Norwegian/Swedish shipping company

Wallenius Wilhelmsen Logistics was a Norwegian-Swedish shipping company, established in 1999 and co-owned by the two shipping companies Wallenius Lines and Wilh. Wilhelmsen.

==Overview==
Prior to the restructuring and division of its services as the Wallenius Wilhelmsen Group in 2017, the company offered a range of logistics services, including supply chain management, ocean transportation using neo-bulk cargo ships, terminal handling, inland distribution and technical services.
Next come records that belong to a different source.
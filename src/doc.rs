//! OpenAPI documentation configuration.
//!
//! [`ApiDoc`] generates the specification for the REST API: every endpoint
//! from the inbound layer, the request and response schemas, and the bearer
//! token security scheme.

use utoipa::openapi::security::{HttpAuthScheme, HttpBuilder, SecurityScheme};
use utoipa::{Modify, OpenApi};

use crate::domain::{Difficulty, Error, ErrorCode, Role};
use crate::inbound::http::admin::{
    ChangeRoleRequest, RecipeStats, ReviewStats, StatsResponse, UserStats,
};
use crate::inbound::http::auth::{AuthResponse, LoginRequest, RegisterRequest};
use crate::inbound::http::categories::{
    CategoryResponse, CreateCategoryRequest, UpdateCategoryRequest,
};
use crate::inbound::http::favorites::FavoriteStatusResponse;
use crate::inbound::http::recipes::{
    CreateRecipeRequest, RecipeDetailResponse, RecipePageResponse, RecipeResponse,
    UpdateRecipeRequest,
};
use crate::inbound::http::reviews::{
    CreateReviewRequest, ReviewBody, ReviewResponse, UpdateReviewRequest,
};
use crate::inbound::http::uploads::UploadedFile;
use crate::inbound::http::users::{UpdateProfileRequest, UserResponse};

/// Enrich the generated document with the bearer token security scheme.
struct SecurityAddon;

impl Modify for SecurityAddon {
    fn modify(&self, openapi: &mut utoipa::openapi::OpenApi) {
        let components = openapi
            .components
            .get_or_insert_with(utoipa::openapi::Components::default);

        components.add_security_scheme(
            "BearerToken",
            SecurityScheme::Http(
                HttpBuilder::new()
                    .scheme(HttpAuthScheme::Bearer)
                    .bearer_format("JWT")
                    .description(Some(
                        "Token issued by POST /api/auth/register or POST /api/auth/login.",
                    ))
                    .build(),
            ),
        );
    }
}

/// OpenAPI document for the REST API.
#[derive(OpenApi)]
#[openapi(
    modifiers(&SecurityAddon),
    info(
        title = "Tastebook API",
        description = "HTTP interface for the recipe-sharing backend."
    ),
    servers(
        (url = "/", description = "Relative to the deployment base URL")
    ),
    security(("BearerToken" = [])),
    paths(
        crate::inbound::http::auth::register,
        crate::inbound::http::auth::login,
        crate::inbound::http::auth::me,
        crate::inbound::http::users::get_profile,
        crate::inbound::http::users::get_user,
        crate::inbound::http::users::update_profile,
        crate::inbound::http::recipes::list_recipes,
        crate::inbound::http::recipes::create_recipe,
        crate::inbound::http::recipes::get_recipe_by_id,
        crate::inbound::http::recipes::get_recipe_by_slug,
        crate::inbound::http::recipes::update_recipe,
        crate::inbound::http::recipes::delete_recipe,
        crate::inbound::http::recipes::create_recipe_review,
        crate::inbound::http::reviews::list_reviews,
        crate::inbound::http::reviews::list_recipe_reviews,
        crate::inbound::http::reviews::list_own_reviews,
        crate::inbound::http::reviews::get_review,
        crate::inbound::http::reviews::create_review,
        crate::inbound::http::reviews::update_review,
        crate::inbound::http::reviews::delete_review,
        crate::inbound::http::categories::list_categories,
        crate::inbound::http::categories::create_category,
        crate::inbound::http::categories::get_category,
        crate::inbound::http::categories::update_category,
        crate::inbound::http::categories::delete_category,
        crate::inbound::http::categories::list_category_recipes,
        crate::inbound::http::favorites::list_favorites,
        crate::inbound::http::favorites::favorite_status,
        crate::inbound::http::favorites::add_favorite,
        crate::inbound::http::favorites::remove_favorite,
        crate::inbound::http::uploads::upload_image,
        crate::inbound::http::uploads::upload_images,
        crate::inbound::http::admin::list_users,
        crate::inbound::http::admin::change_role,
        crate::inbound::http::admin::delete_user,
        crate::inbound::http::admin::stats,
        crate::inbound::http::health::ready,
        crate::inbound::http::health::live,
    ),
    components(schemas(
        Error,
        ErrorCode,
        Role,
        Difficulty,
        RegisterRequest,
        LoginRequest,
        AuthResponse,
        UserResponse,
        UpdateProfileRequest,
        CreateRecipeRequest,
        UpdateRecipeRequest,
        RecipeResponse,
        RecipePageResponse,
        RecipeDetailResponse,
        CreateReviewRequest,
        UpdateReviewRequest,
        ReviewBody,
        ReviewResponse,
        CreateCategoryRequest,
        UpdateCategoryRequest,
        CategoryResponse,
        FavoriteStatusResponse,
        UploadedFile,
        ChangeRoleRequest,
        StatsResponse,
        UserStats,
        RecipeStats,
        ReviewStats,
    )),
    tags(
        (name = "auth", description = "Registration and sign-in"),
        (name = "users", description = "User profiles"),
        (name = "recipes", description = "Recipe publishing and browsing"),
        (name = "reviews", description = "Recipe reviews"),
        (name = "categories", description = "Recipe categories"),
        (name = "favorites", description = "Per-user favorites"),
        (name = "uploads", description = "Image uploads"),
        (name = "admin", description = "Administration"),
        (name = "health", description = "Health probes")
    )
)]
pub struct ApiDoc;
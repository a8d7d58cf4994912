//! Persistence adapters for the repository ports.
//!
//! [`MongoStore`] backs deployments with a MongoDB document database;
//! [`MemoryStore`] backs tests and databaseless runs with the same
//! semantics over in-process maps.

mod documents;
mod memory;
mod mongo;

pub use memory::MemoryStore;
pub use mongo::MongoStore;
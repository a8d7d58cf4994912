//! User profile HTTP handlers.
//!
//! ```text
//! GET /api/users/me
//! GET /api/users/{id}
//! PUT /api/users/me
//! ```

use actix_web::{get, put, web, HttpResponse};
use serde::{Deserialize, Serialize};
use utoipa::ToSchema;

use crate::domain::{Error, User, UserId};
use crate::inbound::http::identity::{authenticate, BearerToken};
use crate::inbound::http::state::HttpState;
use crate::inbound::http::validation::{blank_field_error, invalid_id_error};
use crate::inbound::http::ApiResult;

/// Account representation returned by every endpoint; the password hash
/// never leaves the persistence layer.
#[derive(Debug, Serialize, ToSchema)]
#[serde(rename_all = "camelCase")]
pub struct UserResponse {
    pub id: String,
    pub name: String,
    pub email: String,
    pub role: String,
    #[serde(skip_serializing_if = "Option::is_none")]
    pub avatar: Option<String>,
    pub favorites: Vec<String>,
    pub created_at: String,
    pub updated_at: String,
}

impl From<&User> for UserResponse {
    fn from(user: &User) -> Self {
        Self {
            id: user.id.to_string(),
            name: user.name.clone(),
            email: user.email.clone(),
            role: user.role.to_string(),
            avatar: user.avatar.clone(),
            favorites: user.favorites.iter().map(ToString::to_string).collect(),
            created_at: user.created_at.to_rfc3339(),
            updated_at: user.updated_at.to_rfc3339(),
        }
    }
}

/// Payload for profile updates; absent fields are left unchanged.
#[derive(Debug, Deserialize, ToSchema)]
#[serde(rename_all = "camelCase")]
pub struct UpdateProfileRequest {
    pub name: Option<String>,
    pub avatar: Option<String>,
}

pub(crate) fn parse_user_id(raw: &str) -> Result<UserId, Error> {
    UserId::parse(raw).map_err(|_| invalid_id_error("userId", raw))
}

/// Fetch the authenticated user's own profile.
#[utoipa::path(
    get,
    path = "/api/users/me",
    responses(
        (status = 200, description = "Own profile", body = UserResponse),
        (status = 401, description = "Unauthorised", body = Error)
    ),
    tags = ["users"]
)]
#[get("/me")]
pub async fn get_profile(
    state: web::Data<HttpState>,
    token: BearerToken,
) -> ApiResult<HttpResponse> {
    let user = authenticate(&state, &token).await?;
    Ok(HttpResponse::Ok().json(UserResponse::from(&user)))
}

/// Fetch a user's public profile.
#[utoipa::path(
    get,
    path = "/api/users/{id}",
    params(("id" = String, Path, description = "User identifier")),
    responses(
        (status = 200, description = "User profile", body = UserResponse),
        (status = 404, description = "User not found", body = Error)
    ),
    tags = ["users"],
    security([])
)]
#[get("/{id}")]
pub async fn get_user(
    state: web::Data<HttpState>,
    path: web::Path<String>,
) -> ApiResult<HttpResponse> {
    let id = parse_user_id(&path.into_inner())?;
    let user = state
        .users
        .find_by_id(&id)
        .await?
        .ok_or_else(|| Error::not_found("User not found"))?;
    Ok(HttpResponse::Ok().json(UserResponse::from(&user)))
}

/// Update the authenticated user's profile.
#[utoipa::path(
    put,
    path = "/api/users/me",
    request_body = UpdateProfileRequest,
    responses(
        (status = 200, description = "Updated profile", body = UserResponse),
        (status = 400, description = "Invalid request", body = Error),
        (status = 401, description = "Unauthorised", body = Error)
    ),
    tags = ["users"]
)]
#[put("/me")]
pub async fn update_profile(
    state: web::Data<HttpState>,
    token: BearerToken,
    payload: web::Json<UpdateProfileRequest>,
) -> ApiResult<HttpResponse> {
    let mut user = authenticate(&state, &token).await?;
    let payload = payload.into_inner();
    if let Some(name) = payload.name {
        let name = name.trim().to_owned();
        if name.is_empty() {
            return Err(blank_field_error("name"));
        }
        user.name = name;
    }
    if let Some(avatar) = payload.avatar {
        user.avatar = Some(avatar);
    }
    user.updated_at = chrono::Utc::now();
    state.users.update(&user).await?;
    Ok(HttpResponse::Ok().json(UserResponse::from(&user)))
}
After rebranding and reorganisation, the company remains one of the world's largest in the transporting of roll-on/roll-off equipment: automobiles, heavy machinery (mining, construction, farming equipment), yachts, trains, power stations, trailers, Mafi roll trailers and others.

Headquartered in Oslo and Stockholm, with main regional offices in New York, Tokyo and Melbourne, the company has 8,700 employees worldwide.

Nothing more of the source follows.